许冰清
“小姑娘,你几岁?”1996年,一位肩扛将星的战斗机飞行员紧盯着时年24岁的李宏玮問道。作为新加坡航天科技集团的系统集成工程师,后者已经签字确认,这架大家伙马上要起飞,进行新一轮试验了。
“我当时有点心虚,又不想被他看轻,就说是25岁。结果人家叹了口气说:‘我女儿跟你一样大,大学刚毕业。……所以这飞机是不是真的安全?这就是我的第一份工作,安全第一,人命关天。”李宏玮对《第一财经周刊》回忆道。
解决问题—从在新加坡调整战斗机系统,去香港投行做IPO项目和一二级市场投资,再到成为美国风投基金“Granite Global Ventures”(以下简称“GGV”)的首位中国区合伙人,甚至自己动手画北京办公室的设计图,李宏玮始终想用这4个字解释自己的方法 论。
GGV起步于美籍华人、细菌学博士吴家麟(Thomas Ng)与几位美国合伙人在2000年募集的1.6亿美元,当时这家公司计划用于中、美两地的投资配额是三七开。在还没有中国办事处的几年里,吴家麟作为公司里唯一会中文的合伙人,看项目、谈项目,频繁往返于太平洋两岸。
依靠在新加坡国家科技局时的投资经历,他为GGV引入了迄今为止知名度最高、回报也最丰厚的被投项目之一阿里巴巴集团,GGV一直持有阿里巴巴的股份直至2014年它在纽交所第二次上市后才抛售退出(编注:阿里巴巴曾将自己的B2B业务版块—当时的集团主业—在港交所上市,而后又进行了私有化)。
回忆起与马云、蔡崇信两位阿里巴巴创始人初次会面的经历时,吴家麟也不讳言其中的一些运气成分—他当时对这家公司的业务“不得要领”,只是觉得愿意从国际家族基金大幅降薪去创业公司干活的蔡崇信比较有趣。
如今,在中国运作18年后,GGV已经获得了一份长长的投资成绩单:从已成为中国互联网巨头公司的阿里巴巴写起,之后是去哪儿、WPS、UC浏览器、优酷土豆、小米、Airbnb、滴滴出行、Slack……连同更多尚未上市、或是尚未变得足够有名的创业公司,它们被统称为“GGV大家庭”的成员。如果从2000年在美国创立时开始计算,GGV用目前手上总计62亿美元的资源,已经投出了51家估值超过10亿美元的“独角兽公司”。

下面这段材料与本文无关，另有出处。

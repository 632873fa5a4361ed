//! javagen-core - Entry model, identifier normalization, and errors
//!
//! This crate provides the foundational types shared by the javagen source generators:
//! - [`CatalogEntry`] and [`ArtifactSpec`] describing what gets generated
//! - [`naming`] for turning catalog keys into Java identifiers
//! - [`GenError`] for error handling
//! - [`GeneratorConfig`] for generator configuration
//! - [`MessageCode`] for the codes attached to log messages

mod config;
mod error;
mod message_code;
mod model;

pub mod naming;

pub use config::GeneratorConfig;
pub use error::{GenError, GenResult};
pub use message_code::MessageCode;
pub use model::{ArtifactKind, ArtifactSpec, CatalogEntry, GeneratedIdentifier};

/// Catalog key that names the class generated from a message catalog.
pub const MESSAGE_CLASS_NAME_KEY: &str = "message-class-name";

/// Name of the constant holding the message bundle name.
pub const BUNDLE_FIELD: &str = "BUNDLE";

/// Class name of the generated media-type enumeration.
pub const MEDIA_TYPE_CLASS_NAME: &str = "MediaType";

/// Javadoc marker placed on every generated class.
///
/// Checkstyle and similar tools can be configured to skip files carrying it.
pub const GENERATED_MARKER: &str = "BEGIN GENERATED CODE";

/// Prelude module for convenient imports
pub mod prelude {
    pub use crate::{
        ArtifactKind, ArtifactSpec, CatalogEntry, GenError, GenResult, GeneratedIdentifier,
        GeneratorConfig, MessageCode,
    };
}
//! Identifier normalization for generated Java members.
//!
//! Catalog keys are not always legal Java identifiers. This module maps them onto
//! constant and enum-value names deterministically; the result depends on the key
//! alone, never on other entries or on file order.
//!
//! # Supported Conversions
//!
//! | Input | Function | Output |
//! |-------|----------|--------|
//! | `MVN-010` | [`message_key_to_identifier`] | `MVN_010` |
//! | `image/svg+xml` | [`media_type_to_identifier`] | `IMAGE_SVG_PLUS_XML` |
//! | `a.b.Codes` | [`split_qualified_name`] | `("a.b", "Codes")` |

/// Java reserved words and literals that cannot be used as identifiers.
const JAVA_KEYWORDS: &[&str] = &[
    "abstract",
    "assert",
    "boolean",
    "break",
    "byte",
    "case",
    "catch",
    "char",
    "class",
    "const",
    "continue",
    "default",
    "do",
    "double",
    "else",
    "enum",
    "extends",
    "false",
    "final",
    "finally",
    "float",
    "for",
    "goto",
    "if",
    "implements",
    "import",
    "instanceof",
    "int",
    "interface",
    "long",
    "native",
    "new",
    "null",
    "package",
    "private",
    "protected",
    "public",
    "return",
    "short",
    "static",
    "strictfp",
    "super",
    "switch",
    "synchronized",
    "this",
    "throw",
    "throws",
    "transient",
    "true",
    "try",
    "void",
    "volatile",
    "while",
    "_",
];

/// Convert a message key to a constant name.
///
/// Replaces dots and dashes with underscores.
///
/// # Examples
///
/// ```
/// use javagen_core::naming::message_key_to_identifier;
///
/// assert_eq!(message_key_to_identifier("MVN-010"), "MVN_010");
/// assert_eq!(message_key_to_identifier("app.error-1"), "app_error_1");
/// ```
pub fn message_key_to_identifier(key: &str) -> String {
    key.replace(['.', '-'], "_")
}

/// Convert a media type to an enum value name.
///
/// Each run of `/`, `.` and `-` becomes a single underscore, the result is upper-cased,
/// and `+` becomes `_PLUS_`.
///
/// # Examples
///
/// ```
/// use javagen_core::naming::media_type_to_identifier;
///
/// assert_eq!(media_type_to_identifier("image/svg+xml"), "IMAGE_SVG_PLUS_XML");
/// assert_eq!(media_type_to_identifier("application/vnd.ms-excel"), "APPLICATION_VND_MS_EXCEL");
/// ```
pub fn media_type_to_identifier(media_type: &str) -> String {
    let mut collapsed = String::with_capacity(media_type.len());
    let mut in_separator_run = false;

    for c in media_type.chars() {
        if matches!(c, '/' | '.' | '-') {
            if !in_separator_run {
                collapsed.push('_');
                in_separator_run = true;
            }
        } else {
            collapsed.push(c);
            in_separator_run = false;
        }
    }

    collapsed.to_ascii_uppercase().replace('+', "_PLUS_")
}

/// Check whether a string can be used as a Java identifier.
///
/// Only ASCII identifiers are accepted; generated sources stay plain ASCII.
///
/// # Examples
///
/// ```
/// use javagen_core::naming::is_java_identifier;
///
/// assert!(is_java_identifier("MVN_010"));
/// assert!(!is_java_identifier("010_MVN"));
/// assert!(!is_java_identifier("class"));
/// ```
pub fn is_java_identifier(s: &str) -> bool {
    let mut chars = s.chars();
    let Some(first) = chars.next() else {
        return false;
    };

    if !(first.is_ascii_alphabetic() || first == '_' || first == '$') {
        return false;
    }

    chars.all(|c| c.is_ascii_alphanumeric() || c == '_' || c == '$') && !JAVA_KEYWORDS.contains(&s)
}

/// Check whether a string is a dotted Java package name.
///
/// The empty string is the default package and is accepted.
pub fn is_package_name(s: &str) -> bool {
    s.is_empty() || s.split('.').all(is_java_identifier)
}

/// Split a fully qualified class name into package and simple name.
///
/// # Examples
///
/// ```
/// use javagen_core::naming::split_qualified_name;
///
/// assert_eq!(split_qualified_name("a.b.Codes"), ("a.b", "Codes"));
/// assert_eq!(split_qualified_name("Codes"), ("", "Codes"));
/// ```
pub fn split_qualified_name(name: &str) -> (&str, &str) {
    match name.rsplit_once('.') {
        Some((package, class)) => (package, class),
        None => ("", name),
    }
}

#[cfg(test)]
mod tests {
    #![allow(non_snake_case)]

    use super::*;
    use test_case::test_case;

    #[test]
    fn message_key_to_identifier___replaces_dashes() {
        assert_eq!(message_key_to_identifier("MVN-010"), "MVN_010");
        assert_eq!(message_key_to_identifier("a-b-c"), "a_b_c");
    }

    #[test]
    fn message_key_to_identifier___replaces_dots() {
        assert_eq!(message_key_to_identifier("user.create"), "user_create");
    }

    #[test]
    fn message_key_to_identifier___does_not_collapse_runs() {
        assert_eq!(message_key_to_identifier("a--b"), "a__b");
        assert_eq!(message_key_to_identifier("a.-b"), "a__b");
    }

    #[test]
    fn message_key_to_identifier___preserves_case() {
        assert_eq!(message_key_to_identifier("Foo-bar"), "Foo_bar");
    }

    #[test_case("image/jp2", "IMAGE_JP2")]
    #[test_case("image/svg+xml", "IMAGE_SVG_PLUS_XML")]
    #[test_case("image/jpeg", "IMAGE_JPEG")]
    #[test_case("application/vnd.ms-excel", "APPLICATION_VND_MS_EXCEL")]
    #[test_case("application/vnd.oasis.opendocument.text", "APPLICATION_VND_OASIS_OPENDOCUMENT_TEXT")]
    #[test_case("application/atom+xml", "APPLICATION_ATOM_PLUS_XML")]
    #[test_case("application/x-.-weird", "APPLICATION_X_WEIRD")]
    fn media_type_to_identifier___normalizes(input: &str, expected: &str) {
        assert_eq!(media_type_to_identifier(input), expected);
    }

    #[test]
    fn media_type_to_identifier___is_case_insensitive_in_output() {
        assert_eq!(
            media_type_to_identifier("Image/JPEG"),
            media_type_to_identifier("image/jpeg")
        );
    }

    #[test]
    fn is_java_identifier___accepts_constant_names() {
        assert!(is_java_identifier("IMAGE_JP2"));
        assert!(is_java_identifier("_private"));
        assert!(is_java_identifier("$dollar"));
    }

    #[test]
    fn is_java_identifier___rejects_invalid_names() {
        assert!(!is_java_identifier(""));
        assert!(!is_java_identifier("1ST"));
        assert!(!is_java_identifier("has space"));
        assert!(!is_java_identifier("caf\u{e9}"));
        assert!(!is_java_identifier("new"));
        assert!(!is_java_identifier("_"));
    }

    #[test]
    fn is_package_name___checks_every_segment() {
        assert!(is_package_name("info.freelibrary.util"));
        assert!(is_package_name(""));
        assert!(!is_package_name("info..util"));
        assert!(!is_package_name("info.1bad"));
        assert!(!is_package_name("com.example.package"));
    }

    #[test]
    fn split_qualified_name___splits_on_last_dot() {
        assert_eq!(split_qualified_name("a.b.C"), ("a.b", "C"));
        assert_eq!(split_qualified_name("C"), ("", "C"));
    }
}
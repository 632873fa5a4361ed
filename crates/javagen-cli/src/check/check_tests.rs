#![allow(non_snake_case)]

use super::*;
use std::fs;
use std::path::Path;
use tempfile::TempDir;

const CATALOG: &str = r#"<properties>
  <entry key="message-class-name">a.b.Codes</entry>
  <entry key="FOO-1">Hello {}</entry>
  <entry key="FOO-2">Bye {}</entry>
</properties>"#;

fn config_in(dir: &Path) -> GeneratorConfig {
    let mut config = GeneratorConfig::new();
    config.include_system_media_types = false;
    config.resolve(dir)
}

#[test]
fn inspect___valid_catalog___reports_class_and_writes_nothing() {
    let dir = TempDir::new().unwrap();
    let catalog = dir.path().join("test_messages.xml");
    fs::write(&catalog, CATALOG).unwrap();
    let mut config = config_in(dir.path());
    config.message_files = vec![catalog];

    let summary = inspect(&config).unwrap();

    assert!(matches!(
        &summary.catalogs[0].1,
        CatalogStatus::Valid { class_name, constants: 2 } if class_name == "a.b.Codes"
    ));
    assert!(!summary.has_problems(false));
    assert!(!config.generated_sources_directory.exists());
}

#[test]
fn inspect___missing_catalog___is_problem_unless_ignored() {
    let dir = TempDir::new().unwrap();
    let mut config = config_in(dir.path());
    config.message_files = vec![dir.path().join("gone_messages.xml")];

    let summary = inspect(&config).unwrap();

    assert!(matches!(summary.catalogs[0].1, CatalogStatus::Missing));
    assert!(summary.has_problems(false));
    assert!(!summary.has_problems(true));
}

#[test]
fn inspect___catalog_without_class_name___is_invalid() {
    let dir = TempDir::new().unwrap();
    let catalog = dir.path().join("x_messages.xml");
    fs::write(&catalog, "<properties><entry key=\"A\">a</entry></properties>").unwrap();
    let mut config = config_in(dir.path());
    config.message_files = vec![catalog];

    let summary = inspect(&config).unwrap();

    assert!(matches!(
        summary.catalogs[0].1,
        CatalogStatus::Invalid(GenError::MissingRequiredMetadataKey { .. })
    ));
}

#[test]
fn inspect___media_type_package___renders_enum_in_memory() {
    let dir = TempDir::new().unwrap();
    let mut config = config_in(dir.path());
    config.media_type_package = Some("info.example".to_string());

    let summary = inspect(&config).unwrap();

    assert!(matches!(summary.media_types, Some(Ok(count)) if count > 50));
}

#[test]
fn run___missing_default_media_types___fails() {
    let dir = TempDir::new().unwrap();
    let mut config = config_in(dir.path());
    config.media_type_package = Some("info.example".to_string());
    config.default_media_types = Some(dir.path().join("absent.types"));

    assert!(run(&config).is_err());
}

2014年,吴家麟宣布从GGV退休,将合伙人的位置让出来。此前,希望将投资重心在中美两地进一步平衡的GGV,还完成了对中国本土风投基金“思格资本”的收购,开始介入人民币投资,其中文名也由之前略显生僻的“寰慧资本”改成了目前的“纪源资本”。针对中国市场超高成长性项目的投资经验和运气,此后逐渐成了GGV这家风投基金管理层的显眼标签。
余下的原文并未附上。